Mouth ulcers, also known as aphthous ulcers, are small, hard sores that appear inside the mouth that are itchy, painful and generally unwelcome.
Small round or oval sores, that appear on your lips, cheeks, floor of your mouth or tongue.
Ulcers are not infectious - so they aren’t caught from other people. Most arise when you damage your mouth - for example by biting your cheek or tongue, or jabbing yourself too hard with a toothbrush. As a result the lining of the mouth tears exposing the nerve underneath - this is why mouth ulcers hurt when you accidentally touch them or food rubs against them. Occasionally mouth ulcers are triggered by stress, hormonal changes (for example, during a woman’s period), or by certain foods such as strawberries or peanuts.
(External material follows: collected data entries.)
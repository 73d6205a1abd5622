//! # Warehouse CLI
//!
//! Terminal host for the scanner workflow and the inventory service.
//!
//! ## Module Organization
//! ```text
//! warehouse_cli/
//! ├── lib.rs          ◄─── You are here (logging, runtime, run)
//! ├── cli.rs          ◄─── clap command definitions
//! ├── terminal.rs     ◄─── stdin lines, keyboard-wedge recognizer, view
//! ├── commands/
//! │   ├── mod.rs      ◄─── Dispatch
//! │   ├── scan.rs     ◄─── Scan loop
//! │   ├── inventory.rs◄─── Lookup and CRUD
//! │   ├── export.rs   ◄─── Spreadsheet downloads
//! │   └── config.rs   ◄─── Config file
//! └── error.rs        ◄─── CliError and exit codes
//! ```
//!
//! Command output goes to stdout; logs and alerts go to stderr.

pub mod cli;
pub mod commands;
pub mod error;
pub mod terminal;

use clap::Parser;
use std::process::ExitCode;
use tracing::{debug, error};
use tracing_subscriber::EnvFilter;

use cli::Cli;

/// Runs the CLI and returns the process exit code.
///
/// ## Startup Sequence
/// ```text
/// ┌─────────────────────────────────────────────────────────────────────────┐
/// │  1. Initialize logging (RUST_LOG overrides the default filter)          │
/// │  2. Parse arguments                                                     │
/// │  3. Build a current-thread runtime                                      │
/// │  4. Dispatch the command                                                │
/// │  5. Shut the runtime down without waiting on the stdin reader           │
/// └─────────────────────────────────────────────────────────────────────────┘
/// ```
pub fn run() -> ExitCode {
    init_tracing();

    let cli = Cli::parse();
    debug!(command = ?cli.command, "Parsed command");

    let runtime = match tokio::runtime::Builder::new_current_thread()
        .enable_all()
        .build()
    {
        Ok(runtime) => runtime,
        Err(e) => {
            eprintln!("Failed to start runtime: {}", e);
            return ExitCode::FAILURE;
        }
    };

    let result = runtime.block_on(commands::dispatch(cli));
    // A blocking stdin read never finishes on its own.
    runtime.shutdown_background();

    match result {
        Ok(()) => ExitCode::SUCCESS,
        Err(e) => {
            error!(code = ?e.code, "Command failed");
            eprintln!("{}", e.message);
            e.exit_code()
        }
    }
}

/// Initializes the tracing subscriber.
///
/// ## Log Levels
/// - `RUST_LOG=debug` - Show debug messages
/// - `RUST_LOG=warehouse_scan=trace` - Trace the scanner only
/// - Default: INFO, debug for the warehouse crates
fn init_tracing() {
    let filter = EnvFilter::try_from_default_env()
        .unwrap_or_else(|_| EnvFilter::new("info,warehouse=debug,reqwest=warn"));

    tracing_subscriber::fmt()
        .with_env_filter(filter)
        .with_writer(std::io::stderr)
        .init();
}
Some people get recurrent ulcers which come every few weeks. If ulcers are frequent it may be caused by a deficiency such as too little iron or B12. Some medications can also trigger ulcers, as can some diseases including Crohn’s disease (which causes inflammation of the gut leading to ulcers in the stomach and mouth) or conditions that attack or suppress the body’s immune system such as HIV.
How are mouth ulcers treated?
Mild ulcers can be treated with over-the-counter mouth ulcer medicines available from your pharmacy. If the problem is more persistent a doctor can prescribe an antimicrobial mouthwash to kill off fungi and bacteria. The most commonly prescribed one is Chlorhexidine gluconate which is used twice daily. If the ulcer is painful a low dose of corticosteroid (steroid) - usually ‘hydrocortisone’ - may be prescribed, taken as a lozenge that dissolves in the mouth. Or a GP can prescribe a painkiller called benzydamine, which comes in the form of a mouthwash or spray, and gets applied directly to the ulcer.
Alternative Remedies & Self-help
To prevent getting mouth ulcers try to avoid becoming run down by eating a healthy, balanced diet, exercising regularly and learning to manage stress effectively. If you are prone to recurrent ulcers, avoid damaging the inside of your mouth by using a softer toothbrush and attend regular dental check-ups.